About Middleshade
Middleshade is a small perfumery on a working lavender farm in Kinross-shire.
The first lavender went into the ground in 2015 - a field that had previously grown arable cereals, a diversification project as much as anything. By 2017 we were distilling our own oil, and the perfumery grew out of having more lavender than we knew what to do with.
Who are we?
Rory studied physics at Oxford before coming back to run the farm. His route from physics (and, briefly, law) into agriculture and aromatic chemistry was the subject of an Oxford alumni profile, We Can Do Our Part to Restore the Landscape.

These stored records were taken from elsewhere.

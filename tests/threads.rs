use tensor_accessor::layout::contiguous_strides;
use tensor_accessor::{PackedTensorAccessor, PackedTensorAccessorMut, TensorAccessor, TensorAccessorMut};

#[test]
fn packed_accessor_read_in_worker_threads() {
    let data: Vec<f64> = (0..4 * 8).map(|x| x as f64).collect();
    let packed = {
        // the metadata only lives in this block, the packed accessor outlives it
        let sizes = [4, 8];
        let strides = contiguous_strides(&sizes);
        PackedTensorAccessor::new(&data, &sizes, &strides).unwrap()
    };

    let row_sums: Vec<f64> = std::thread::scope(|s| {
        let handles: Vec<_> = (0..4)
            .map(|i| s.spawn(move || (0..8).map(|j| packed.select(i)[j]).sum::<f64>()))
            .collect();
        handles.into_iter().map(|h| h.join().unwrap()).collect()
    });
    let expected: Vec<f64> = (0..4)
        .map(|i| (0..8).map(|j| (i * 8 + j) as f64).sum())
        .collect();
    assert_eq!(row_sums, expected);
}

#[test]
fn packed_accessors_write_disjoint_chunks() {
    const ROWS: usize = 6;
    const COLS: usize = 5;
    let mut data = vec![0u32; ROWS * COLS];
    let sizes = [2, COLS as i64];
    let strides = contiguous_strides(&sizes);

    std::thread::scope(|s| {
        for (chunk_idx, chunk) in data.chunks_mut(2 * COLS).enumerate() {
            let mut packed = PackedTensorAccessorMut::new(chunk, &sizes, &strides).unwrap();
            s.spawn(move || {
                for i in 0..2 {
                    let mut row = packed.select_mut(i);
                    for j in 0..COLS {
                        row[j] = ((chunk_idx * 2 + i) * 100 + j) as u32;
                    }
                }
            });
        }
    });

    for r in 0..ROWS {
        for c in 0..COLS {
            assert_eq!(data[r * COLS + c], (r * 100 + c) as u32);
        }
    }
}

#[test]
fn borrowed_accessor_shared_between_threads() {
    let data: Vec<i32> = (0..24).collect();
    let (sizes, strides) = ([2, 3, 4], [12, 4, 1]);
    let accessor = TensorAccessor::new(&data, &sizes, &strides).unwrap();
    std::thread::scope(|s| {
        for i in 0..2 {
            s.spawn(move || {
                let plane = accessor.select(i);
                for j in 0..3 {
                    for k in 0..4 {
                        assert_eq!(plane.select(j)[k], (i * 12 + j * 4 + k) as i32);
                    }
                }
            });
        }
    });
}

#[test]
fn rank3_element_at_flat_offset() {
    let data: Vec<u64> = (0..24).collect();
    let (sizes, strides) = ([2, 3, 4], [12, 4, 1]);
    let accessor = TensorAccessor::new(&data, &sizes, &strides).unwrap();
    let row = accessor.select(1).select(2);
    let elem = &row[3];
    // 1 * 12 + 2 * 4 + 3 * 1
    assert!(std::ptr::eq(elem, &data[23]));
    assert_eq!(*elem, 23);

    let packed = PackedTensorAccessor::new(&data, &sizes, &strides).unwrap();
    assert!(std::ptr::eq(&packed.select(1).select(2)[3], &data[23]));
}

#[test]
fn rank1_write_through_element_reference() {
    let mut data = [10, 20, 30, 40, 50];
    let (sizes, strides) = ([5], [1]);
    {
        let mut accessor = TensorAccessorMut::new(&mut data, &sizes, &strides).unwrap();
        assert_eq!(accessor[3], 40);
        let elem: &mut i32 = &mut accessor[3];
        *elem = 60;
    }
    assert_eq!(data, [10, 20, 30, 60, 50]);

    let mut packed = PackedTensorAccessorMut::new(&mut data, &sizes, &strides).unwrap();
    packed[0] = 0;
    assert_eq!(data, [0, 20, 30, 60, 50]);
}

#[test]
fn packed_keeps_metadata_after_source_changes() {
    let data: Vec<i32> = (0..24).collect();
    let mut sizes = [2, 3, 4];
    let mut strides = [12, 4, 1];
    let packed = PackedTensorAccessor::new(&data, &sizes, &strides).unwrap();

    sizes[0] = 1;
    strides[2] = 2;
    let accessor = TensorAccessor::new(&data, &sizes, &strides).unwrap();

    assert_eq!(packed.sizes(), &[2, 3, 4]);
    assert_eq!(packed.strides(), &[12, 4, 1]);
    assert_eq!(accessor.sizes(), &[1, 3, 4]);
    assert_eq!(accessor.strides(), &[12, 4, 2]);
    assert_eq!(packed[[0, 1, 3]], 7);
    assert_eq!(accessor[[0, 1, 3]], 10);
}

Marina is a plant geneticist, originally from Friuli Venezia-Giulia in Italy. She trained at the John Innes Centre and spent two years researching at ETH Zurich before joining the farm and the perfumery.

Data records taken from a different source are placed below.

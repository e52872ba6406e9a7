//! Fast accessors for strided tensor memory.
//!
//! An accessor is a view over an `N` dimensional array of elements of type `T`, described by a pointer to the first
//! element, `N` sizes and `N` strides (in elements). The rank and the element type are part of the accessor type,
//! which makes indexing a matter of a few multiply-adds.
//!
//! There are two families of accessors:
//! - [`TensorAccessor`] and [`TensorAccessorMut`] borrow their sizes and strides arrays. They never copy any
//!   metadata, and are only valid as long as the arrays they borrow.
//! - [`PackedTensorAccessor`] and [`PackedTensorAccessorMut`] copy the sizes and strides into fixed size arrays
//!   when created. They do not depend on the source arrays after construction, and can be moved into another
//!   execution context (e.g. sent to another thread) and indexed there.
//!
//! For both families, [`select`](TensorAccessor::select) on an accessor of rank `N > 1` returns a *borrowing*
//! accessor of rank `N - 1`, whose sizes and strides are the suffix of the parent's arrays. Indexing a rank 1
//! accessor returns a reference to an element. Descent is implemented for ranks up to 6.
//!
//! In addition, every accessor can be indexed with a full `[usize; N]` index, which is equivalent to descending
//! through all the dimensions.

use std::fmt;

mod borrowed;
pub use borrowed::*;

mod packed;
pub use packed::*;

mod select;

cfg_if::cfg_if! { if #[cfg(feature = "ndarray")] {
    mod array;
} }

/// A type that represents the sizes (dimensions) of a tensor.
pub type SizesType = i64;
/// A type that represents the strides of a tensor.
///
/// Strides are in units of the elements size, not in bytes.
pub type StridesType = i64;

/// Post-monomorphization check that accessors are never instantiated with rank 0.
struct AssertRank<const N: usize>;
impl<const N: usize> AssertRank<N> {
    const NON_ZERO: () = assert!(N > 0, "accessors must have at least one dimension");
}

/// The data pointer and metadata shared by all accessors.
///
/// Invariants: for every index within `sizes`, `data` offset by the strided offset of that index points to a valid
/// element, and the metadata arrays are never mutated while the inner struct is alive.
pub(crate) struct TensorAccessorInner<'a, T, const N: usize> {
    data: *mut T,
    sizes: &'a [SizesType; N],
    strides: &'a [StridesType; N],
}
impl<T, const N: usize> Clone for TensorAccessorInner<'_, T, N> {
    fn clone(&self) -> Self {
        *self
    }
}
impl<T, const N: usize> Copy for TensorAccessorInner<'_, T, N> {}

impl<'a, T, const N: usize> TensorAccessorInner<'a, T, N> {
    /// # Safety
    ///
    /// The caller must ensure that `data` is valid for every index within `sizes`, as long as `'a`.
    pub(crate) unsafe fn new(
        data: *mut T,
        sizes: &'a [SizesType; N],
        strides: &'a [StridesType; N],
    ) -> Self {
        #[allow(clippy::let_unit_value)]
        let () = AssertRank::<N>::NON_ZERO;
        Self {
            data,
            sizes,
            strides,
        }
    }

    pub(crate) fn data(&self) -> *mut T {
        self.data
    }

    pub(crate) fn sizes(&self) -> &'a [SizesType; N] {
        self.sizes
    }

    pub(crate) fn strides(&self) -> &'a [StridesType; N] {
        self.strides
    }

    /// Saturates at `usize::MAX`, reachable only through `from_raw_parts` layouts.
    pub(crate) fn numel(&self) -> usize {
        self.sizes
            .iter()
            .fold(1usize, |n, &s| n.saturating_mul(s as usize))
    }

    fn in_bounds(index: usize, size: SizesType) -> bool {
        SizesType::try_from(index).is_ok_and(|index| index < size)
    }

    pub(crate) fn offset_of(&self, index: [usize; N]) -> Option<isize> {
        let valid_index = index
            .iter()
            .zip(self.sizes)
            .all(|(&idx, &size)| Self::in_bounds(idx, size));
        valid_index.then(|| unsafe { self.offset_of_unchecked(index) })
    }

    pub(crate) unsafe fn offset_of_unchecked(&self, index: [usize; N]) -> isize {
        debug_assert!(
            index
                .iter()
                .zip(self.sizes)
                .all(|(&idx, &size)| Self::in_bounds(idx, size)),
            "index {index:?} out of bounds for sizes {:?}",
            self.sizes,
        );
        let mut offset = 0isize;
        for (&idx, &stride) in index.iter().zip(self.strides) {
            offset += idx as isize * stride as isize;
        }
        offset
    }

    /// # Safety
    ///
    /// The offset must be the strided offset of an index within the sizes, and the returned reference must not
    /// outlive `'a` or alias a mutable reference to the same element.
    pub(crate) unsafe fn element<'b>(&self, offset: isize) -> &'b T {
        unsafe { &*self.data.offset(offset) }
    }

    /// # Safety
    ///
    /// Same as [`element`](Self::element), and in addition the data must be mutable and no other reference to the
    /// element may exist while the returned one is alive.
    pub(crate) unsafe fn element_mut<'b>(&self, offset: isize) -> &'b mut T {
        unsafe { &mut *self.data.offset(offset) }
    }

    /// Peel off the outermost dimension, without bounds checking.
    ///
    /// # Safety
    ///
    /// `index` must be smaller than `sizes[0]`, and `M` must be `N - 1`.
    pub(crate) unsafe fn select_unchecked<const M: usize>(
        &self,
        index: usize,
    ) -> TensorAccessorInner<'a, T, M> {
        debug_assert!(
            Self::in_bounds(index, self.sizes[0]),
            "index {index} out of bounds for dimension of size {}",
            self.sizes[0],
        );
        let data = unsafe { self.data.offset(self.strides[0] as isize * index as isize) };
        unsafe { TensorAccessorInner::new(data, tail(self.sizes), tail(self.strides)) }
    }

    /// Peel off the outermost dimension.
    ///
    /// # Panics
    ///
    /// If `index` is out of bounds for the outermost dimension.
    #[track_caller]
    pub(crate) fn select<const M: usize>(&self, index: usize) -> TensorAccessorInner<'a, T, M> {
        let size = self.sizes[0];
        if !Self::in_bounds(index, size) {
            panic!("index {index} out of bounds for dimension of size {size}");
        }
        unsafe { self.select_unchecked(index) }
    }

    pub(crate) fn fmt_fields(&self, name: &str, f: &mut fmt::Formatter) -> fmt::Result {
        f.debug_struct(name)
            .field("sizes", self.sizes)
            .field("strides", self.strides)
            .finish()
    }
}

/// The suffix `arr[1..]` as a fixed size array reference.
fn tail<const N: usize, const M: usize>(arr: &[i64; N]) -> &[i64; M] {
    assert_eq!(N, M + 1);
    // SAFETY: `M + 1 == N`, so the last `M` elements of `arr` are a valid `[i64; M]`
    unsafe { &*(arr.as_ptr().add(1) as *const [i64; M]) }
}

/// Implements the metadata getters shared by all accessor types.
///
/// The type must have an `inner(&self) -> TensorAccessorInner<'_, T, N>` method.
macro_rules! impl_metadata {
    ($accessor:ident) => {
        impl<T, const N: usize> $accessor<'_, T, N> {
            /// Returns the number of dimensions of the accessor, `N`.
            pub fn dim(&self) -> usize {
                N
            }

            /// Returns the size of the given dimension.
            ///
            /// # Panics
            ///
            /// If `dim >= N`.
            pub fn size(&self, dim: usize) -> SizesType {
                self.sizes()[dim]
            }

            /// Returns the stride of the given dimension, in elements.
            ///
            /// # Panics
            ///
            /// If `dim >= N`.
            pub fn stride(&self, dim: usize) -> StridesType {
                self.strides()[dim]
            }

            /// Returns the sizes of all dimensions, outermost first.
            pub fn sizes(&self) -> &[SizesType] {
                self.inner().sizes()
            }

            /// Returns the strides of all dimensions, outermost first.
            pub fn strides(&self) -> &[StridesType] {
                self.inner().strides()
            }

            /// Returns the number of elements reachable through the accessor.
            ///
            /// Accessors created with a checked constructor always have fewer than `isize::MAX` elements. For
            /// layouts passed to `from_raw_parts` the count saturates at `usize::MAX`.
            pub fn numel(&self) -> usize {
                self.inner().numel()
            }

            /// Returns a pointer to the first element of the accessor.
            pub fn as_ptr(&self) -> *const T {
                self.inner().data()
            }
        }
        impl<T, const N: usize> std::fmt::Debug for $accessor<'_, T, N> {
            fn fmt(&self, f: &mut std::fmt::Formatter) -> std::fmt::Result {
                self.inner().fmt_fields(stringify!($accessor), f)
            }
        }
    };
}
pub(crate) use impl_metadata;

/// Implements immutable element access shared by all accessor types.
macro_rules! impl_element_access {
    ($accessor:ident) => {
        impl<T, const N: usize> $accessor<'_, T, N> {
            /// Get a reference to the element at the given index.
            ///
            /// Returns the element at the given index, or `None` if the index is out of bounds.
            pub fn get_at(&self, index: [usize; N]) -> Option<&T> {
                let inner = self.inner();
                let offset = inner.offset_of(index)?;
                Some(unsafe { inner.element(offset) })
            }

            /// Get a reference to the element at the given index, without bounds checking.
            ///
            /// # Safety
            ///
            /// The caller must ensure that the index is within bounds.
            pub unsafe fn get_at_unchecked(&self, index: [usize; N]) -> &T {
                let inner = self.inner();
                unsafe { inner.element(inner.offset_of_unchecked(index)) }
            }
        }
        impl<T> $accessor<'_, T, 1> {
            /// Get a reference to the element at the given index.
            ///
            /// Returns the element at the given index, or `None` if the index is out of bounds.
            pub fn get(&self, index: usize) -> Option<&T> {
                self.get_at([index])
            }

            /// Get a reference to the element at the given index, without bounds checking.
            ///
            /// # Safety
            ///
            /// The caller must ensure that the index is within bounds.
            pub unsafe fn get_unchecked(&self, index: usize) -> &T {
                unsafe { self.get_at_unchecked([index]) }
            }
        }
        impl<T> std::ops::Index<usize> for $accessor<'_, T, 1> {
            type Output = T;

            #[track_caller]
            fn index(&self, index: usize) -> &Self::Output {
                self.get(index).unwrap_or_else(|| {
                    panic!("index {index} out of bounds for dimension of size {}", self.size(0))
                })
            }
        }
        impl<T, const N: usize> std::ops::Index<[usize; N]> for $accessor<'_, T, N> {
            type Output = T;

            #[track_caller]
            fn index(&self, index: [usize; N]) -> &Self::Output {
                self.get_at(index).unwrap_or_else(|| {
                    panic!("index {index:?} out of bounds for sizes {:?}", self.sizes())
                })
            }
        }
    };
}
pub(crate) use impl_element_access;

/// Implements mutable element access shared by the mutable accessor types.
macro_rules! impl_element_access_mut {
    ($accessor:ident) => {
        impl<T, const N: usize> $accessor<'_, T, N> {
            /// Returns a mutable pointer to the first element of the accessor.
            pub fn as_mut_ptr(&mut self) -> *mut T {
                self.inner().data()
            }

            /// Get a mutable reference to the element at the given index.
            ///
            /// Returns the element at the given index, or `None` if the index is out of bounds.
            pub fn get_at_mut(&mut self, index: [usize; N]) -> Option<&mut T> {
                let inner = self.inner();
                let offset = inner.offset_of(index)?;
                Some(unsafe { inner.element_mut(offset) })
            }

            /// Get a mutable reference to the element at the given index, without bounds checking.
            ///
            /// # Safety
            ///
            /// The caller must ensure that the index is within bounds.
            pub unsafe fn get_at_mut_unchecked(&mut self, index: [usize; N]) -> &mut T {
                let inner = self.inner();
                unsafe { inner.element_mut(inner.offset_of_unchecked(index)) }
            }
        }
        impl<T> $accessor<'_, T, 1> {
            /// Get a mutable reference to the element at the given index.
            ///
            /// Returns the element at the given index, or `None` if the index is out of bounds.
            pub fn get_mut(&mut self, index: usize) -> Option<&mut T> {
                self.get_at_mut([index])
            }

            /// Get a mutable reference to the element at the given index, without bounds checking.
            ///
            /// # Safety
            ///
            /// The caller must ensure that the index is within bounds.
            pub unsafe fn get_mut_unchecked(&mut self, index: usize) -> &mut T {
                unsafe { self.get_at_mut_unchecked([index]) }
            }
        }
        impl<T> std::ops::IndexMut<usize> for $accessor<'_, T, 1> {
            #[track_caller]
            fn index_mut(&mut self, index: usize) -> &mut Self::Output {
                let size = self.size(0);
                self.get_mut(index).unwrap_or_else(|| {
                    panic!("index {index} out of bounds for dimension of size {size}")
                })
            }
        }
        impl<T, const N: usize> std::ops::IndexMut<[usize; N]> for $accessor<'_, T, N> {
            #[track_caller]
            fn index_mut(&mut self, index: [usize; N]) -> &mut Self::Output {
                let sizes = *self.inner().sizes();
                self.get_at_mut(index).unwrap_or_else(|| {
                    panic!("index {index:?} out of bounds for sizes {sizes:?}")
                })
            }
        }
    };
}
pub(crate) use impl_element_access_mut;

Neither of us set out to make perfume. We got there because the lavender harvest gave us more essential oil than we could sell on its own, and the question of what to do with it became more interesting than we expected.
The Farm
The farm is in rural Kinross-shire - a mosaic of lavender fields, wildflower meadows, young woodland, and botanical plots. Alongside the lavender we grow a range of complementary aromatic plants - mints, sage, chamomile - that find their way into the perfumes.
How we work the land matters to us. Soil care, biodiversity, pollinator habitat. The farm is also Scotland's only commercial lavender farm - there are a few smaller plantings, mostly closer to gardens than commercial operations, but nothing else at this scale.

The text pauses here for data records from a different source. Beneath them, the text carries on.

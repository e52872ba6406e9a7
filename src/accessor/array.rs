//! Conversions between accessors and [`ndarray`] array views.

use ndarray::{ArrayBase, ArrayView, ArrayViewMut, Axis, Dim, Dimension, Ix, ShapeBuilder};

use super::{
    PackedTensorAccessor, PackedTensorAccessorMut, SizesType, StridesType, TensorAccessor,
    TensorAccessorInner, TensorAccessorMut,
};

fn array_metadata<S: ndarray::RawData, const N: usize>(
    array: &ArrayBase<S, Dim<[Ix; N]>>,
) -> ([SizesType; N], [StridesType; N])
where
    Dim<[Ix; N]>: Dimension,
{
    let mut sizes = [0; N];
    let mut strides = [0; N];
    for (s, &d) in sizes.iter_mut().zip(array.shape()) {
        *s = d as SizesType;
    }
    for (s, &d) in strides.iter_mut().zip(ndarray::ArrayBase::strides(array)) {
        *s = d as StridesType;
    }
    (sizes, strides)
}

/// # Safety
///
/// The inner accessor must be valid for reads during `'b`, and its elements must not be mutated during `'b`.
unsafe fn array_view<'b, T, const N: usize>(
    inner: TensorAccessorInner<'_, T, N>,
) -> ArrayView<'b, T, Dim<[Ix; N]>>
where
    Dim<[Ix; N]>: Dimension,
{
    let mut dim = <Dim<[Ix; N]> as Dimension>::zeros(N);
    let mut strides = <Dim<[Ix; N]> as Dimension>::zeros(N);
    for (i, (&size, &stride)) in inner.sizes().iter().zip(inner.strides()).enumerate() {
        dim[i] = size as usize;
        strides[i] = stride.unsigned_abs() as usize;
    }

    // Build the view over absolute strides starting at the lowest address, and invert the axes with negative
    // strides afterwards, which moves the pointer back to the first logical element.
    let mut low_offset = 0isize;
    if inner.sizes().iter().all(|&s| s != 0) {
        for (&size, &stride) in inner.sizes().iter().zip(inner.strides()) {
            if stride < 0 {
                low_offset += (size as isize - 1) * stride as isize;
            }
        }
    }
    let ptr = unsafe { inner.data().offset(low_offset) } as *const T;
    let mut view = unsafe { ArrayView::from_shape_ptr(dim.strides(strides), ptr) };
    for (i, &stride) in inner.strides().iter().enumerate() {
        if stride < 0 {
            view.invert_axis(Axis(i));
        }
    }
    view
}

impl<'a, T, const N: usize> TensorAccessor<'a, T, N>
where
    Dim<[Ix; N]>: Dimension,
{
    /// Get an array view of the accessor elements.
    ///
    /// The view has the same sizes and strides as the accessor.
    pub fn as_array(&self) -> ArrayView<'a, T, Dim<[Ix; N]>> {
        unsafe { array_view(self.inner()) }
    }
}

impl<T, const N: usize> TensorAccessorMut<'_, T, N>
where
    Dim<[Ix; N]>: Dimension,
{
    /// Get an immutable array view of the accessor elements.
    pub fn as_array(&self) -> ArrayView<'_, T, Dim<[Ix; N]>> {
        unsafe { array_view(self.inner()) }
    }
}

impl<'a, T, const N: usize> PackedTensorAccessor<'a, T, N>
where
    Dim<[Ix; N]>: Dimension,
{
    /// Create a packed accessor over the elements of an array view, copying its shape and strides.
    ///
    /// Any array view can be converted, including views with negative strides.
    pub fn from_array(array: ArrayView<'a, T, Dim<[Ix; N]>>) -> Self {
        let (sizes, strides) = array_metadata(&array);
        unsafe { Self::from_raw_parts(array.as_ptr(), &sizes, &strides) }
    }

    /// Get an array view of the accessor elements.
    pub fn as_array(&self) -> ArrayView<'a, T, Dim<[Ix; N]>> {
        unsafe { array_view(self.inner()) }
    }
}

impl<'a, T, const N: usize> PackedTensorAccessorMut<'a, T, N>
where
    Dim<[Ix; N]>: Dimension,
{
    /// Create a mutable packed accessor over the elements of a mutable array view, copying its shape and strides.
    pub fn from_array_mut(mut array: ArrayViewMut<'a, T, Dim<[Ix; N]>>) -> Self {
        let (sizes, strides) = array_metadata(&array);
        unsafe { Self::from_raw_parts(array.as_mut_ptr(), &sizes, &strides) }
    }

    /// Get an immutable array view of the accessor elements.
    pub fn as_array(&self) -> ArrayView<'_, T, Dim<[Ix; N]>> {
        unsafe { array_view(self.inner()) }
    }
}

The farm has its own website (link below) if you want to read more about the agricultural side of what we do, or arrange a visit.
Languages
The Middleshade website is available in English, Scots, and Gaelic - the three languages of the country we work in.
How we make the perfumes
Some of our scents lean heavily on what we grow. Scottish Lavender most obviously. Others use it more lightly, alongside ingredients we source from suppliers we've worked with for years. Oud doesn't grow this far north, nor do roses at any commercial scale. We grow what we can here in Scotland.
Everything is blended and bottled by hand, in small batches, in the farm workshop, and shipped from the farm.